* **ACTIVITY**: Each of the entries should be retyped precisely as it appears.

+++

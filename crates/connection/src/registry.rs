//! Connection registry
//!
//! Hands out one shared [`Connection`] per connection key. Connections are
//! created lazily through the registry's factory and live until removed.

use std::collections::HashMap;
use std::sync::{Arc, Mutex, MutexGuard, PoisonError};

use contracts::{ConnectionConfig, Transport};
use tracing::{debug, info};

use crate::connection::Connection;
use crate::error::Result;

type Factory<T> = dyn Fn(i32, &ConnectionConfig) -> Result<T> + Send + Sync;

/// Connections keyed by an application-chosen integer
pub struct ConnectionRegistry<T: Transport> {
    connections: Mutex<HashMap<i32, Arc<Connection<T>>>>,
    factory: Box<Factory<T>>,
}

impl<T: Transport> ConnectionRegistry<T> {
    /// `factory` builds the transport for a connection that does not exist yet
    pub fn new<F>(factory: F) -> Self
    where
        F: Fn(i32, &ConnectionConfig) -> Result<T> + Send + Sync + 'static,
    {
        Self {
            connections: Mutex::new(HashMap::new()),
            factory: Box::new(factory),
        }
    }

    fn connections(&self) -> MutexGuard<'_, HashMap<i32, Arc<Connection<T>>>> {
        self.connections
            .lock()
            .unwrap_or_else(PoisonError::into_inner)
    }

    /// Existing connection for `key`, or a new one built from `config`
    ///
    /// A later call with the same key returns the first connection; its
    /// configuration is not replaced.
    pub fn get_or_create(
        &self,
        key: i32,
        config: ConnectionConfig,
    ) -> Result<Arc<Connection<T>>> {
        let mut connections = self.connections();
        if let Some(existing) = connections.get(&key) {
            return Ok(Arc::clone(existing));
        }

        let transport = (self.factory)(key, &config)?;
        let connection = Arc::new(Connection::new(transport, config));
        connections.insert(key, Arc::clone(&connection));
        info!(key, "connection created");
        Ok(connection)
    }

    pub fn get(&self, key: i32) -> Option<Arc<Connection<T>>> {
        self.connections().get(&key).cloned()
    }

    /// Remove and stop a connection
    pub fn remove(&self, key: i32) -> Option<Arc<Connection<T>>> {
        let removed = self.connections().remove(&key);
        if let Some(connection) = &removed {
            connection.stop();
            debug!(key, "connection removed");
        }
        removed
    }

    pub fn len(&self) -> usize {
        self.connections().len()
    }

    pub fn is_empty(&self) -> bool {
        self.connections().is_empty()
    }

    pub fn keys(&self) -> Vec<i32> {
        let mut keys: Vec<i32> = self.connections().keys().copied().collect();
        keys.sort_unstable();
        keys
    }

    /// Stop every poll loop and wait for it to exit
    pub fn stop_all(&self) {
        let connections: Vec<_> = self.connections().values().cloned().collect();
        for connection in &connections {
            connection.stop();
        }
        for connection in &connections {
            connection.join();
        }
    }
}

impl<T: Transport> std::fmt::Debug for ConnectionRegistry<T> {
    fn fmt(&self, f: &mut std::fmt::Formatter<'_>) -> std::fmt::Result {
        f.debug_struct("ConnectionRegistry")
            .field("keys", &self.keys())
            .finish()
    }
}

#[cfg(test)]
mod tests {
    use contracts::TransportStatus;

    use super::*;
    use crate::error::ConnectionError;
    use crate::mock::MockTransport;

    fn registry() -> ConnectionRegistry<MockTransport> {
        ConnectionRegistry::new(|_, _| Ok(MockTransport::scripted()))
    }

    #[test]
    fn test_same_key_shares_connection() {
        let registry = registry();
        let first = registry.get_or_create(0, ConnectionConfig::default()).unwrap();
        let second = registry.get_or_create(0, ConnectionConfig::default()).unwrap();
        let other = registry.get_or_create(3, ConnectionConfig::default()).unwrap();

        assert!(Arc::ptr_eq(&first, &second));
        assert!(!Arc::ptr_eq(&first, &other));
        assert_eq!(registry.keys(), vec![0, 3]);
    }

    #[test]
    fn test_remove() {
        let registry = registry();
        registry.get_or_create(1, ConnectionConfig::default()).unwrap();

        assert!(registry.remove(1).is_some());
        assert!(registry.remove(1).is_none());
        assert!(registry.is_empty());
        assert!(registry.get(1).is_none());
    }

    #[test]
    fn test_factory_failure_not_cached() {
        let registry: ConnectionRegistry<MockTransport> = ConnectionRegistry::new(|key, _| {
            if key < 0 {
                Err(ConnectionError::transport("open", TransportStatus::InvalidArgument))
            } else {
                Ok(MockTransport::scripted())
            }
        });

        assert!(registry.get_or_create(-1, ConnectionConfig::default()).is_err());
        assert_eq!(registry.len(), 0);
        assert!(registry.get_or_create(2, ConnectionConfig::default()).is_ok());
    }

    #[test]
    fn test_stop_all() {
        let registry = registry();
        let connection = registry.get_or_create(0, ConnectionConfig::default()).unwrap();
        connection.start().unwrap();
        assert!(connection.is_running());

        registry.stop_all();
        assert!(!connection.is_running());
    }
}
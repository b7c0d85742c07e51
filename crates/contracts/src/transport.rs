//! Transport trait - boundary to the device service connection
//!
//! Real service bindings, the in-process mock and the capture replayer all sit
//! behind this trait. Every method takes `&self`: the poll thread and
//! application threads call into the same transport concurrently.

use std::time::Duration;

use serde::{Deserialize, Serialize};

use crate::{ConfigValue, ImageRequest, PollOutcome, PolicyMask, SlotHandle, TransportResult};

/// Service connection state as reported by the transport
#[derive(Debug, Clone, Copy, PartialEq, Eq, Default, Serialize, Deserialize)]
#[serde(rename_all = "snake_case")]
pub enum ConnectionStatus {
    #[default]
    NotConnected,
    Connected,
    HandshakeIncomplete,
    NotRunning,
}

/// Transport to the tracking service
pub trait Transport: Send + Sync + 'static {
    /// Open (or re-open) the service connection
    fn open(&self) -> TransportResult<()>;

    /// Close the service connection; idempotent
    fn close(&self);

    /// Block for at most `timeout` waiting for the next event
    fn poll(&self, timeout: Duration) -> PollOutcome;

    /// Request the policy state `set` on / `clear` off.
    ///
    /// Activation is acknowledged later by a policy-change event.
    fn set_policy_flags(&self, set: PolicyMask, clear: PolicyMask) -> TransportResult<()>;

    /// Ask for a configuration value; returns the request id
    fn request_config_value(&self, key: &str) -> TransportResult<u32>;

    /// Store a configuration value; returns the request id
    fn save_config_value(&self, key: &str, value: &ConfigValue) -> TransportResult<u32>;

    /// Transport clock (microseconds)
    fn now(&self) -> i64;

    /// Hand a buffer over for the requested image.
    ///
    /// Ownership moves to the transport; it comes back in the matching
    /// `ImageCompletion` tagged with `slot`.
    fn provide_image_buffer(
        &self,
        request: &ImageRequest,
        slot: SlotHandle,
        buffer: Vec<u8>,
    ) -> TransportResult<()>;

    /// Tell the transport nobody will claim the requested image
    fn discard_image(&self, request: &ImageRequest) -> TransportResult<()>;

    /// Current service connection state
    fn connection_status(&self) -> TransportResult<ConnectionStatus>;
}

+++

* **EXPECTED OUTPUT**:
filename crates/connection/src/registry.rs
//! Connection registry
//!
//! Hands out one shared [`Connection`] per connection key. Connections are
//! created lazily through the registry's factory and live until removed.

use std::collections::HashMap;
use std::sync::{Arc, Mutex, MutexGuard, PoisonError};

use contracts::{ConnectionConfig, Transport};
use tracing::{debug, info};

use crate::connection::Connection;
use crate::error::Result;

type Factory<T> = dyn Fn(i32, &ConnectionConfig) -> Result<T> + Send + Sync;

/// Connections keyed by an application-chosen integer
pub struct ConnectionRegistry<T: Transport> {
    connections: Mutex<HashMap<i32, Arc<Connection<T>>>>,
    factory: Box<Factory<T>>,
}

impl<T: Transport> ConnectionRegistry<T> {
    /// `factory` builds the transport for a connection that does not exist yet
    pub fn new<F>(factory: F) -> Self
    where
        F: Fn(i32, &ConnectionConfig) -> Result<T> + Send + Sync + 'static,
    {
        Self {
            connections: Mutex::new(HashMap::new()),
            factory: Box::new(factory),
        }
    }

    fn connections(&self) -> MutexGuard<'_, HashMap<i32, Arc<Connection<T>>>> {
        self.connections
            .lock()
            .unwrap_or_else(PoisonError::into_inner)
    }

    /// Existing connection for `key`, or a new one built from `config`
    ///
    /// A later call with the same key returns the first connection; its
    /// configuration is not replaced.
    pub fn get_or_create(
        &self,
        key: i32,
        config: ConnectionConfig,
    ) -> Result<Arc<Connection<T>>> {
        let mut connections = self.connections();
        if let Some(existing) = connections.get(&key) {
            return Ok(Arc::clone(existing));
        }

        let transport = (self.factory)(key, &config)?;
        let connection = Arc::new(Connection::new(transport, config));
        connections.insert(key, Arc::clone(&connection));
        info!(key, "connection created");
        Ok(connection)
    }

    pub fn get(&self, key: i32) -> Option<Arc<Connection<T>>> {
        self.connections().get(&key).cloned()
    }

    /// Remove and stop a connection
    pub fn remove(&self, key: i32) -> Option<Arc<Connection<T>>> {
        let removed = self.connections().remove(&key);
        if let Some(connection) = &removed {
            connection.stop();
            debug!(key, "connection removed");
        }
        removed
    }

    pub fn len(&self) -> usize {
        self.connections().len()
    }

    pub fn is_empty(&self) -> bool {
        self.connections().is_empty()
    }

    pub fn keys(&self) -> Vec<i32> {
        let mut keys: Vec<i32> = self.connections().keys().copied().collect();
        keys.sort_unstable();
        keys
    }

    /// Stop every poll loop and wait for it to exit
    pub fn stop_all(&self) {
        let connections: Vec<_> = self.connections().values().cloned().collect();
        for connection in &connections {
            connection.stop();
        }
        for connection in &connections {
            connection.join();
        }
    }
}

impl<T: Transport> std::fmt::Debug for ConnectionRegistry<T> {
    fn fmt(&self, f: &mut std::fmt::Formatter<'_>) -> std::fmt::Result {
        f.debug_struct("ConnectionRegistry")
            .field("keys", &self.keys())
            .finish()
    }
}

#[cfg(test)]
mod tests {
    use contracts::TransportStatus;

    use super::*;
    use crate::error::ConnectionError;
    use crate::mock::MockTransport;

    fn registry() -> ConnectionRegistry<MockTransport> {
        ConnectionRegistry::new(|_, _| Ok(MockTransport::scripted()))
    }

    #[test]
    fn test_same_key_shares_connection() {
        let registry = registry();
        let first = registry.get_or_create(0, ConnectionConfig::default()).unwrap();
        let second = registry.get_or_create(0, ConnectionConfig::default()).unwrap();
        let other = registry.get_or_create(3, ConnectionConfig::default()).unwrap();

        assert!(Arc::ptr_eq(&first, &second));
        assert!(!Arc::ptr_eq(&first, &other));
        assert_eq!(registry.keys(), vec![0, 3]);
    }

    #[test]
    fn test_remove() {
        let registry = registry();
        registry.get_or_create(1, ConnectionConfig::default()).unwrap();

        assert!(registry.remove(1).is_some());
        assert!(registry.remove(1).is_none());
        assert!(registry.is_empty());
        assert!(registry.get(1).is_none());
    }

    #[test]
    fn test_factory_failure_not_cached() {
        let registry: ConnectionRegistry<MockTransport> = ConnectionRegistry::new(|key, _| {
            if key < 0 {
                Err(ConnectionError::transport("open", TransportStatus::InvalidArgument))
            } else {
                Ok(MockTransport::scripted())
            }
        });

        assert!(registry.get_or_create(-1, ConnectionConfig::default()).is_err());
        assert_eq!(registry.len(), 0);
        assert!(registry.get_or_create(2, ConnectionConfig::default()).is_ok());
    }

    #[test]
    fn test_stop_all() {
        let registry = registry();
        let connection = registry.get_or_create(0, ConnectionConfig::default()).unwrap();
        connection.start().unwrap();
        assert!(connection.is_running());

        registry.stop_all();
        assert!(!connection.is_running());
    }
}
repository b7c0d85742c07e51
filename crates/contracts/src/transport.rs
//! Transport trait - boundary to the device service connection
//!
//! Real service bindings, the in-process mock and the capture replayer all sit
//! behind this trait. Every method takes `&self`: the poll thread and
//! application threads call into the same transport concurrently.

use std::time::Duration;

use serde::{Deserialize, Serialize};

use crate::{ConfigValue, ImageRequest, PollOutcome, PolicyMask, SlotHandle, TransportResult};

/// Service connection state as reported by the transport
#[derive(Debug, Clone, Copy, PartialEq, Eq, Default, Serialize, Deserialize)]
#[serde(rename_all = "snake_case")]
pub enum ConnectionStatus {
    #[default]
    NotConnected,
    Connected,
    HandshakeIncomplete,
    NotRunning,
}

/// Transport to the tracking service
pub trait Transport: Send + Sync + 'static {
    /// Open (or re-open) the service connection
    fn open(&self) -> TransportResult<()>;

    /// Close the service connection; idempotent
    fn close(&self);

    /// Block for at most `timeout` waiting for the next event
    fn poll(&self, timeout: Duration) -> PollOutcome;

    /// Request the policy state `set` on / `clear` off.
    ///
    /// Activation is acknowledged later by a policy-change event.
    fn set_policy_flags(&self, set: PolicyMask, clear: PolicyMask) -> TransportResult<()>;

    /// Ask for a configuration value; returns the request id
    fn request_config_value(&self, key: &str) -> TransportResult<u32>;

    /// Store a configuration value; returns the request id
    fn save_config_value(&self, key: &str, value: &ConfigValue) -> TransportResult<u32>;

    /// Transport clock (microseconds)
    fn now(&self) -> i64;

    /// Hand a buffer over for the requested image.
    ///
    /// Ownership moves to the transport; it comes back in the matching
    /// `ImageCompletion` tagged with `slot`.
    fn provide_image_buffer(
        &self,
        request: &ImageRequest,
        slot: SlotHandle,
        buffer: Vec<u8>,
    ) -> TransportResult<()>;

    /// Tell the transport nobody will claim the requested image
    fn discard_image(&self, request: &ImageRequest) -> TransportResult<()>;

    /// Current service connection state
    fn connection_status(&self) -> TransportResult<ConnectionStatus>;
}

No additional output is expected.